Dropped by Shawn's (sports_doc) place over the weekend and just could not get enough of this cube he set up. Well done! Really going to rock once grown in.


----------



## kyle1745 (Feb 15, 2004)

Ya should be great when it grows in. Whats in it?


----------



## TheDoc (Aug 8, 2007)

I always dig the "Stump" setups, for some reason im just really fond of them,

Good job!


----------



## Frogtofall (Feb 16, 2006)

Nice. I need to do one of these for myself. Thanks for sharing. Nice work also Shawn... (pssst... I like your June Night broms...)


----------



## Corpus Callosum (Apr 7, 2007)

kyle1745 said:


> Whats in it?


Believe he has some pumilio in there, but gonna let him answer that one.


----------



## sbreland (May 4, 2006)

Unless my eyes deceive me it looks like the tape says something that starts with a C and possibly ends with a olon... :lol:


----------



## candm519 (Oct 15, 2006)

What is that gorgeous redveined Swiss chard in front left?


----------



## Anoleo2 (Feb 1, 2006)

Looks even better in person... 8) 



Happy Thanksgiving by the way....


----------



## sports_doc (Nov 15, 2004)

thanks everyone

the tank has 4 Colon. Adults but only one that was sold as a male. The others are unknowns and I'm waiting on them to settle in.
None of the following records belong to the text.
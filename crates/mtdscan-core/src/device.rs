//! MTD device model
//!
//! The types here mirror what the kernel reports about an MTD device through
//! the `MEMGETINFO` ioctl, plus the name that only `/proc/mtd` carries.

use core::fmt;
use core::ops::RangeInclusive;

use bitflags::bitflags;

use crate::error::{Attribute, Error, Result};

/// Character device major number of MTD nodes (`/dev/mtdN`)
pub const MTD_DEV_MAJOR: u32 = 90;

/// Maximum length of an MTD device name in bytes
pub const MTD_NAME_MAX: usize = 127;

/// Bounded device name as reported by `/proc/mtd`
pub type DeviceName = heapless::String<MTD_NAME_MAX>;

/// Raw MTD type codes from `mtd/mtd-abi.h`
pub mod mtd_types {
    /// Removable device that is not present
    pub const MTD_ABSENT: u8 = 0;
    /// RAM-backed device
    pub const MTD_RAM: u8 = 1;
    /// ROM
    pub const MTD_ROM: u8 = 2;
    /// NOR flash
    pub const MTD_NORFLASH: u8 = 3;
    /// SLC NAND flash
    pub const MTD_NANDFLASH: u8 = 4;
    /// Atmel DataFlash
    pub const MTD_DATAFLASH: u8 = 6;
    /// UBI volume emulated on top of MTD (gluebi)
    pub const MTD_UBIVOLUME: u8 = 7;
    /// MLC NAND flash
    pub const MTD_MLCNANDFLASH: u8 = 8;
}

bitflags! {
    /// MTD device flags from `mtd/mtd-abi.h`
    #[derive(Debug, Clone, Copy, PartialEq, Eq, Hash)]
    pub struct MtdFlags: u32 {
        /// Device is writable
        const WRITEABLE    = 0x400;
        /// Single bits can be flipped
        const BIT_WRITEABLE = 0x800;
        /// Device does not need to be erased before writing
        const NO_ERASE     = 0x1000;
        /// Device is always locked after reset
        const POWERUP_LOCK = 0x2000;
    }
}

/// Kind of MTD device
#[derive(Debug, Clone, Copy, PartialEq, Eq, Hash)]
#[cfg_attr(feature = "std", derive(serde::Serialize, serde::Deserialize))]
pub enum DeviceType {
    /// RAM-backed device
    Ram,
    /// ROM
    Rom,
    /// NOR flash
    Nor,
    /// SLC NAND flash
    Nand,
    /// MLC NAND flash
    MlcNand,
    /// Atmel DataFlash
    DataFlash,
    /// UBI volume emulated on top of MTD
    UbiVolume,
}

impl DeviceType {
    /// Map a raw kernel type code to a device type
    ///
    /// Returns `None` for `MTD_ABSENT` and for codes this crate does not know.
    pub const fn from_raw(code: u8) -> Option<Self> {
        match code {
            mtd_types::MTD_RAM => Some(Self::Ram),
            mtd_types::MTD_ROM => Some(Self::Rom),
            mtd_types::MTD_NORFLASH => Some(Self::Nor),
            mtd_types::MTD_NANDFLASH => Some(Self::Nand),
            mtd_types::MTD_MLCNANDFLASH => Some(Self::MlcNand),
            mtd_types::MTD_DATAFLASH => Some(Self::DataFlash),
            mtd_types::MTD_UBIVOLUME => Some(Self::UbiVolume),
            _ => None,
        }
    }

    /// Short name used by the kernel and the mtd-utils tools
    pub const fn as_str(&self) -> &'static str {
        match self {
            Self::Ram => "ram",
            Self::Rom => "rom",
            Self::Nor => "nor",
            Self::Nand => "nand",
            Self::MlcNand => "mlc-nand",
            Self::DataFlash => "dataflash",
            Self::UbiVolume => "ubi",
        }
    }

    /// Returns true for NAND flavours, which have an OOB area and bad blocks
    pub const fn is_nand(&self) -> bool {
        matches!(self, Self::Nand | Self::MlcNand)
    }
}

impl fmt::Display for DeviceType {
    fn fmt(&self, f: &mut fmt::Formatter<'_>) -> fmt::Result {
        f.write_str(self.as_str())
    }
}

/// Numeric device attributes as returned by `MEMGETINFO`
#[derive(Debug, Clone, Copy, PartialEq, Eq)]
pub struct RawDeviceInfo {
    /// Raw type code (see [`mtd_types`])
    pub mtd_type: u8,
    /// Device flags
    pub flags: MtdFlags,
    /// Total size in bytes
    pub size: u64,
    /// Eraseblock size in bytes
    pub erasesize: u32,
    /// Minimum I/O unit (page) size in bytes
    pub writesize: u32,
    /// OOB bytes per page
    pub oobsize: u32,
}

impl RawDeviceInfo {
    /// Check the geometry invariants
    ///
    /// The checks run in a fixed order: min. I/O unit size, eraseblock size,
    /// then total size. The first violation is returned.
    pub fn validate(&self) -> Result<()> {
        if self.writesize == 0 {
            return Err(insane(Attribute::MinIoUnitSize, self.writesize.into()));
        }
        if self.erasesize == 0 || self.erasesize < self.writesize {
            return Err(insane(Attribute::EraseBlockSize, self.erasesize.into()));
        }
        if self.size == 0 || self.size < u64::from(self.erasesize) {
            return Err(insane(Attribute::TotalSize, self.size));
        }
        Ok(())
    }

    /// Decode the type code, rejecting absent and unknown devices
    pub fn device_type(&self) -> Result<DeviceType> {
        DeviceType::from_raw(self.mtd_type)
            .ok_or_else(|| insane(Attribute::DeviceType, self.mtd_type.into()))
    }

    /// Returns true if the kernel reported a removable device that is not present
    pub fn is_absent(&self) -> bool {
        self.mtd_type == mtd_types::MTD_ABSENT
    }
}

fn insane(field: Attribute, value: u64) -> Error {
    Error::InsaneAttribute { field, value }
}

/// Full description of one MTD device
#[derive(Debug, Clone, PartialEq, Eq)]
#[cfg_attr(feature = "std", derive(serde::Serialize, serde::Deserialize))]
pub struct DeviceDescriptor {
    /// Device number (N in `/dev/mtdN`)
    pub mtd_num: u32,
    /// Character device major number
    pub major: u32,
    /// Character device minor number
    pub minor: u32,
    /// Device type
    pub device_type: DeviceType,
    /// Device name
    pub name: DeviceName,
    /// Total size in bytes
    pub size: u64,
    /// Eraseblock size in bytes
    pub eb_size: u32,
    /// Number of eraseblocks
    pub eb_cnt: u64,
    /// Minimum I/O unit size in bytes
    pub min_io_size: u32,
    /// Sub-page size in bytes
    ///
    /// Old kernels do not export it, so it always equals `min_io_size`.
    pub subpage_size: u32,
    /// OOB bytes per page as reported by `MEMGETINFO`
    pub oob_size: u32,
    /// OOB bytes per page available to users (0 if unknown)
    pub oob_avail: u32,
    /// Whether the device is writable
    pub writable: bool,
    /// Whether the kernel can report bad eraseblocks for this device
    pub bad_blocks_allowed: bool,
}

impl DeviceDescriptor {
    /// Build a descriptor from the raw attributes of a device node
    ///
    /// The name is left empty and `oob_avail` is zero; both come from other
    /// sources and are filled in by the caller. `major` must be
    /// [`MTD_DEV_MAJOR`].
    pub fn from_raw(
        major: u32,
        minor: u32,
        raw: &RawDeviceInfo,
        bad_blocks_allowed: bool,
    ) -> Result<Self> {
        if major != MTD_DEV_MAJOR {
            return Err(Error::WrongMajor { major });
        }
        raw.validate()?;
        let device_type = raw.device_type()?;

        Ok(Self {
            mtd_num: minor / 2,
            major,
            minor,
            device_type,
            name: DeviceName::new(),
            size: raw.size,
            eb_size: raw.erasesize,
            eb_cnt: raw.size / u64::from(raw.erasesize),
            min_io_size: raw.writesize,
            subpage_size: raw.writesize,
            oob_size: raw.oobsize,
            oob_avail: 0,
            writable: raw.flags.contains(MtdFlags::WRITEABLE),
            bad_blocks_allowed,
        })
    }
}

/// Aggregate view of all MTD devices in the system
#[derive(Debug, Clone, Copy, PartialEq, Eq)]
#[cfg_attr(feature = "std", derive(serde::Serialize, serde::Deserialize))]
pub struct DeviceSummary {
    /// Number of MTD devices
    pub dev_count: u32,
    /// Lowest device number, `u32::MAX` if there are no devices
    pub lowest_mtd_num: u32,
    /// Highest device number, 0 if there are no devices
    pub highest_mtd_num: u32,
}

impl Default for DeviceSummary {
    fn default() -> Self {
        Self::new()
    }
}

impl DeviceSummary {
    /// Create an empty summary
    pub const fn new() -> Self {
        Self {
            dev_count: 0,
            lowest_mtd_num: u32::MAX,
            highest_mtd_num: 0,
        }
    }

    /// Account for one device
    pub fn add(&mut self, mtd_num: u32) {
        self.dev_count += 1;
        self.lowest_mtd_num = self.lowest_mtd_num.min(mtd_num);
        self.highest_mtd_num = self.highest_mtd_num.max(mtd_num);
    }

    /// Returns true if no device was seen
    pub const fn is_empty(&self) -> bool {
        self.dev_count == 0
    }

    /// Range of device numbers, or `None` if there are no devices
    pub fn range(&self) -> Option<RangeInclusive<u32>> {
        if self.is_empty() {
            None
        } else {
            Some(self.lowest_mtd_num..=self.highest_mtd_num)
        }
    }
}

#[cfg(test)]
mod tests {
    use super::*;

    fn nand_128k() -> RawDeviceInfo {
        RawDeviceInfo {
            mtd_type: mtd_types::MTD_NANDFLASH,
            flags: MtdFlags::WRITEABLE,
            size: 0x10_0000,
            erasesize: 0x1_0000,
            writesize: 0x800,
            oobsize: 64,
        }
    }

    #[test]
    fn test_from_raw_nand() {
        let desc = DeviceDescriptor::from_raw(MTD_DEV_MAJOR, 0, &nand_128k(), true).unwrap();
        assert_eq!(desc.mtd_num, 0);
        assert_eq!(desc.device_type, DeviceType::Nand);
        assert_eq!(desc.eb_cnt, 16);
        assert_eq!(desc.min_io_size, 0x800);
        assert_eq!(desc.subpage_size, 0x800);
        assert_eq!(desc.oob_size, 64);
        assert_eq!(desc.oob_avail, 0);
        assert!(desc.writable);
        assert!(desc.bad_blocks_allowed);
        assert!(desc.name.is_empty());
    }

    #[test]
    fn test_mtd_num_from_minor() {
        let desc = DeviceDescriptor::from_raw(MTD_DEV_MAJOR, 7, &nand_128k(), false).unwrap();
        assert_eq!(desc.mtd_num, 3);
        assert_eq!(desc.minor, 7);
    }

    #[test]
    fn test_wrong_major() {
        let err = DeviceDescriptor::from_raw(31, 0, &nand_128k(), true).unwrap_err();
        assert_eq!(err, Error::WrongMajor { major: 31 });
    }

    #[test]
    fn test_read_only_device() {
        let mut raw = nand_128k();
        raw.flags = MtdFlags::empty();
        let desc = DeviceDescriptor::from_raw(MTD_DEV_MAJOR, 0, &raw, false).unwrap();
        assert!(!desc.writable);
    }

    #[test]
    fn test_zero_erasesize_is_insane() {
        let mut raw = nand_128k();
        raw.erasesize = 0;
        assert_eq!(
            raw.validate(),
            Err(Error::InsaneAttribute {
                field: Attribute::EraseBlockSize,
                value: 0
            })
        );
    }

    #[test]
    fn test_validation_order() {
        let mut raw = nand_128k();
        raw.writesize = 0;
        raw.erasesize = 0;
        raw.size = 0;
        assert_eq!(
            raw.validate(),
            Err(Error::InsaneAttribute {
                field: Attribute::MinIoUnitSize,
                value: 0
            })
        );
    }

    #[test]
    fn test_erasesize_smaller_than_writesize() {
        let mut raw = nand_128k();
        raw.erasesize = 0x400;
        assert_eq!(
            raw.validate(),
            Err(Error::InsaneAttribute {
                field: Attribute::EraseBlockSize,
                value: 0x400
            })
        );
    }

    #[test]
    fn test_size_smaller_than_erasesize() {
        let mut raw = nand_128k();
        raw.size = 0x8000;
        assert_eq!(
            raw.validate(),
            Err(Error::InsaneAttribute {
                field: Attribute::TotalSize,
                value: 0x8000
            })
        );
    }

    #[test]
    fn test_absent_and_unknown_types() {
        let mut raw = nand_128k();
        raw.mtd_type = mtd_types::MTD_ABSENT;
        assert!(raw.is_absent());
        assert_eq!(
            DeviceDescriptor::from_raw(MTD_DEV_MAJOR, 0, &raw, false),
            Err(Error::InsaneAttribute {
                field: Attribute::DeviceType,
                value: 0
            })
        );

        // 5 was never assigned by the kernel
        raw.mtd_type = 5;
        assert!(!raw.is_absent());
        assert!(raw.device_type().is_err());
    }

    #[test]
    fn test_geometry_checked_before_type() {
        let mut raw = nand_128k();
        raw.mtd_type = mtd_types::MTD_ABSENT;
        raw.writesize = 0;
        assert_eq!(
            DeviceDescriptor::from_raw(MTD_DEV_MAJOR, 0, &raw, false),
            Err(Error::InsaneAttribute {
                field: Attribute::MinIoUnitSize,
                value: 0
            })
        );
    }

    #[test]
    fn test_device_type_names() {
        assert_eq!(DeviceType::from_raw(3), Some(DeviceType::Nor));
        assert_eq!(DeviceType::from_raw(8), Some(DeviceType::MlcNand));
        assert_eq!(DeviceType::MlcNand.as_str(), "mlc-nand");
        assert_eq!(DeviceType::UbiVolume.as_str(), "ubi");
        assert!(DeviceType::MlcNand.is_nand());
        assert!(!DeviceType::Nor.is_nand());
    }

    #[test]
    fn test_summary() {
        let mut summary = DeviceSummary::new();
        assert!(summary.is_empty());
        assert_eq!(summary.lowest_mtd_num, u32::MAX);
        assert_eq!(summary.range(), None);

        for num in [4, 1, 7] {
            summary.add(num);
        }
        assert_eq!(summary.dev_count, 3);
        assert_eq!(summary.range(), Some(1..=7));
    }
}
I've since added more leaf litter around the rim and am thinking the back/sides need some cover as the frogs are quite shy at the moment. ?with the 4 glass sides?
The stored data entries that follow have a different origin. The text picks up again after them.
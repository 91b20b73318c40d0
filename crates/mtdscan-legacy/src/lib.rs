//! mtdscan-legacy - MTD discovery for kernels without MTD sysfs
//!
//! Linux kernels before 2.6.30 did not export MTD devices through
//! `/sys/class/mtd`. On those kernels the only device list is `/proc/mtd`,
//! which carries each device's number, size, eraseblock size and name:
//!
//! ```text
//! dev:    size   erasesize  name
//! mtd0: 00040000 00020000 "u-boot"
//! mtd1: 07fc0000 00020000 "rootfs"
//! ```
//!
//! Everything else (type, page size, OOB size, bad block support) has to be
//! asked from the `/dev/mtdN` character node with ioctls. This crate merges
//! both sources into one [`DeviceDescriptor`] per device.
//!
//! # Example
//!
//! ```ignore
//! use mtdscan_legacy::LegacyMtd;
//!
//! let mtd = LegacyMtd::new();
//! match mtd.summary() {
//!     Ok(summary) => println!("{} MTD devices", summary.dev_count),
//!     Err(e) if e.is_unsupported_kernel() => println!("no /proc/mtd, use sysfs"),
//!     Err(e) => return Err(e.into()),
//! }
//!
//! let info = mtd.dev_info_by_name("rootfs")?;
//! println!("mtd{}: {} eraseblocks of {} bytes", info.mtd_num, info.eb_cnt, info.eb_size);
//! ```
//!
//! # Limitations
//!
//! - The sub-page size is not available on these kernels and is reported as
//!   the minimum I/O unit size.
//! - Device nodes are not created by this crate; `/dev/mtdN` must exist with
//!   major 90 and minor `2 * N`.
//! - Nothing is cached. Every query re-reads `/proc/mtd`.

pub mod config;
pub mod describe;
pub mod discovery;
pub mod error;
pub mod ioctl;
pub mod node;
pub mod oob;
pub mod procfs;

// Re-exports
pub use config::{parse_options, LegacyMtdConfig};
pub use describe::{describe, describe_with};
pub use discovery::LegacyMtd;
pub use error::{LegacyMtdError, Result};
pub use mtdscan_core::{DeviceDescriptor, DeviceSummary, DeviceType};
pub use node::{MtdControl, MtdNode};
pub use oob::{oob_avail, probe_oob};
pub use procfs::{procfs_is_supported, ProcScan};

/// Build a discovery handle from programmer-style options
///
/// # Example Options
///
/// - `proc=/proc/mtd` - status report path
/// - `devdir=/dev` - device node directory
pub fn open_legacy_mtd(options: &[(&str, &str)]) -> Result<LegacyMtd> {
    let config = parse_options(options)?;
    Ok(LegacyMtd::with_config(config))
}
The red veined one in the front is some type of marginal swamp plant meant for ponds. It grow like a African sword plant. I bet it needs to 'rest' in winter so I doubt it will make it.
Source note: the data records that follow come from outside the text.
//! `/proc/mtd` scanning
//!
//! A [`ProcScan`] reads the status report once and hands out one device
//! record per [`ProcScan::advance`] call. It is forward-only: to look at the
//! report again, open a new scan.

use std::fs::File;
use std::io::{self, Read};
use std::path::{Path, PathBuf};

use log::debug;
use mtdscan_core::report::{check_preamble, parse_record, PROC_MTD_MAX_LEN};
use mtdscan_core::ReportRecord;
use nix::errno::Errno;
use nix::unistd::{access, AccessFlags};

use crate::error::{LegacyMtdError, Result};

/// Cursor over the device lines of a status report
#[derive(Debug)]
pub struct ProcScan {
    /// Where the report was read from, for error messages
    path: PathBuf,
    /// Report contents, `None` once the scan has finished
    buf: Option<Vec<u8>>,
    /// Offset of the next unparsed line
    next: usize,
}

impl ProcScan {
    /// Read the report at `path` and position the cursor on the first device line
    ///
    /// # Errors
    /// - [`LegacyMtdError::ProcUnavailable`] if the file cannot be opened or read
    /// - [`LegacyMtdError::Malformed`] if the header line is missing or wrong
    pub fn open(path: impl AsRef<Path>) -> Result<Self> {
        let path = path.as_ref();
        let unavailable = |source: io::Error| LegacyMtdError::ProcUnavailable {
            path: path.to_path_buf(),
            source,
        };

        let file = File::open(path).map_err(unavailable)?;
        let mut buf = Vec::with_capacity(PROC_MTD_MAX_LEN);
        file.take(PROC_MTD_MAX_LEN as u64)
            .read_to_end(&mut buf)
            .map_err(unavailable)?;

        let next = check_preamble(&buf).map_err(|source| LegacyMtdError::Malformed {
            path: path.to_path_buf(),
            source,
        })?;

        debug!("Read {} bytes from {}", buf.len(), path.display());

        Ok(Self {
            path: path.to_path_buf(),
            buf: Some(buf),
            next,
        })
    }

    /// Parse the next device line
    ///
    /// Returns `Ok(None)` at the end of the report. The buffer is dropped at
    /// the end of the report and on the first parse error; from then on every
    /// call returns `Ok(None)`.
    pub fn advance(&mut self) -> Result<Option<ReportRecord>> {
        let Some(buf) = self.buf.as_deref() else {
            return Ok(None);
        };

        if self.next >= buf.len() {
            self.release();
            return Ok(None);
        }

        match parse_record(buf, self.next) {
            Ok((record, next)) => {
                self.next = next;
                Ok(Some(record))
            }
            Err(source) => {
                let offset = self.next;
                self.release();
                debug!("Parse error at offset {} of {}", offset, self.path.display());
                Err(LegacyMtdError::Malformed {
                    path: self.path.clone(),
                    source,
                })
            }
        }
    }

    /// Path the report was read from
    pub fn path(&self) -> &Path {
        &self.path
    }

    /// Offset of the next unparsed byte
    pub fn position(&self) -> usize {
        self.next
    }

    /// Returns true once the scan has ended and the buffer is gone
    pub fn is_finished(&self) -> bool {
        self.buf.is_none()
    }

    fn release(&mut self) {
        self.buf = None;
    }
}

/// Check whether the status report exists and is readable
///
/// A missing file is a normal answer on kernels built without procfs MTD
/// support and yields `Ok(false)`. Any other access failure is an error.
pub fn procfs_is_supported(path: impl AsRef<Path>) -> Result<bool> {
    let path = path.as_ref();
    match access(path, AccessFlags::R_OK) {
        Ok(()) => Ok(true),
        Err(Errno::ENOENT) => Ok(false),
        Err(errno) => Err(LegacyMtdError::ProcUnavailable {
            path: path.to_path_buf(),
            source: errno.into(),
        }),
    }
}

#[cfg(test)]
pub(crate) mod tests {
    use super::*;
    use mtdscan_core::report::PROC_MTD_FIRST;
    use std::io::Write;
    use tempfile::NamedTempFile;

    /// Write a status report with the standard header followed by `lines`
    pub(crate) fn proc_file(lines: &str) -> NamedTempFile {
        let mut file = NamedTempFile::new().unwrap();
        file.write_all(PROC_MTD_FIRST.as_bytes()).unwrap();
        file.write_all(lines.as_bytes()).unwrap();
        file.flush().unwrap();
        file
    }

    #[test]
    fn test_scan_all_records() {
        let file = proc_file(
            "mtd0: 00100000 00010000 \"boot\"\n\
             mtd2: 00200000 00010000 \"kernel\"\n\
             mtd1: 01000000 00020000 \"rootfs\"\n",
        );
        let mut scan = ProcScan::open(file.path()).unwrap();
        assert_eq!(scan.position(), PROC_MTD_FIRST.len());

        let mut seen = Vec::new();
        while let Some(record) = scan.advance().unwrap() {
            seen.push((record.mtd_num, record.name.to_string()));
        }
        assert_eq!(
            seen,
            vec![
                (0, "boot".to_string()),
                (2, "kernel".to_string()),
                (1, "rootfs".to_string()),
            ]
        );
        assert!(scan.is_finished());
        assert!(scan.advance().unwrap().is_none());
    }

    #[test]
    fn test_empty_report() {
        let file = proc_file("");
        let mut scan = ProcScan::open(file.path()).unwrap();
        assert!(!scan.is_finished());
        assert!(scan.advance().unwrap().is_none());
        assert!(scan.is_finished());
    }

    #[test]
    fn test_missing_file() {
        let dir = tempfile::tempdir().unwrap();
        let err = ProcScan::open(dir.path().join("mtd")).unwrap_err();
        assert!(matches!(err, LegacyMtdError::ProcUnavailable { .. }));
        assert!(err.is_unsupported_kernel());
    }

    #[test]
    fn test_bad_preamble() {
        let mut file = NamedTempFile::new().unwrap();
        file.write_all(b"dev:  size\n").unwrap();
        let err = ProcScan::open(file.path()).unwrap_err();
        assert!(matches!(
            err,
            LegacyMtdError::Malformed {
                source: mtdscan_core::Error::BadPreamble,
                ..
            }
        ));
        assert!(err.is_unsupported_kernel());
    }

    #[test]
    fn test_error_ends_scan() {
        let file = proc_file(
            "mtd0: 00100000 00010000 \"boot\"\n\
             garbage\n\
             mtd1: 00100000 00010000 \"data\"\n",
        );
        let mut scan = ProcScan::open(file.path()).unwrap();
        assert_eq!(scan.advance().unwrap().unwrap().mtd_num, 0);

        let err = scan.advance().unwrap_err();
        assert!(matches!(
            err,
            LegacyMtdError::Malformed {
                source: mtdscan_core::Error::PatternNotFound,
                ..
            }
        ));
        assert!(!err.is_unsupported_kernel());
        assert!(scan.is_finished());
        assert!(scan.advance().unwrap().is_none());
    }

    #[test]
    fn test_report_truncated_at_max_len() {
        // Lines past PROC_MTD_MAX_LEN are cut off mid-line and fail to parse
        let line = "mtd0: 00100000 00010000 \"boot\"\n";
        let file = proc_file(&line.repeat(PROC_MTD_MAX_LEN / line.len() + 1));
        let mut scan = ProcScan::open(file.path()).unwrap();
        let result = loop {
            match scan.advance() {
                Ok(Some(_)) => continue,
                other => break other,
            }
        };
        assert!(result.is_err());
    }

    #[test]
    fn test_procfs_is_supported() {
        let file = proc_file("");
        assert!(procfs_is_supported(file.path()).unwrap());

        let dir = tempfile::tempdir().unwrap();
        assert!(!procfs_is_supported(dir.path().join("missing")).unwrap());
    }
}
Was a local nursery purchase and they have them every year. I tossed the tag though :shock: 

S


----------



## frogman824 (Aug 10, 2005)

Shawn, 

Very nice looking viv. Do you see any aggression between any of them in that enclosure? Also, do you have any more recent pics of the viv?


----------



## Corpus Callosum (Apr 7, 2007)

sports_doc said:


> The red veined one in the front is some type of marginal swamp plant meant for ponds. It grow like a African sword plant. I bet it needs to 'rest' in winter so I doubt it will make it.


I believe it is Rumex sanguineus, glasshouseworks.com has some:


----------



## DenZ0r (Oct 19, 2007)

Shawn actually you're tank mad me to a decision. I was twisting a lot on a BG with a treestump in it, but now I know. I am planning to do something like yours. (if you don't mind) 

I have one question. Where de hell did you get the piece of wood?
I am searching for a piece like that for a couple of weeks now and it is so hard to find the right piece I like. I live in Holland so its fairly difficult to get an US'er to ship to me. I have found some nice pieces but the shippingcosts are 3 times the price of the wood. and would make the wood >$100,-

Anyy suggestions?

Don't think I have to mention but:

VERY NICE TANK!!!

GL

Dennis


----------



## Ronm (Oct 1, 2006)

Hi Dennis,

what are two Dutch doing over here?
I als like Shawn's set up very much. Planning to copy it in a 50-50-50 cm cube. I'll use oak stumps to imitate it. You can find them underground in the forest at places where in former times the threes were used. You could also check Rene Zwart. 
Good luck, Ron


----------



## sports_doc (Nov 15, 2004)

It is 3 peices of cypress from Black Jungle, that I cut in half with a 12" Miter saw and leaned together like a teepee. Understood?

I filled the inside with foam and covered the visibile foam with brown silicone and coco husk/bark ect. 

The wood cost about 12-15$ each, and were originally about 2.5ft in length, and 'flat'/wide in shape.

Best,

S

and Michael that is the same plant yes....it may need a winters 'rest' in colder temps so I'm not sure it will grow year round in a viv


----------



## Dendro Dave (Aug 2, 2005)

nice tank....good idea with the wood 

was this a petco sale cube? i need to post mine now that i finally got it up and running a year+ later.


----------



## Jungle_John (Feb 19, 2007)

nice man


----------



## Alfy111 (Aug 6, 2005)

any updates?? i really like this tank!


----------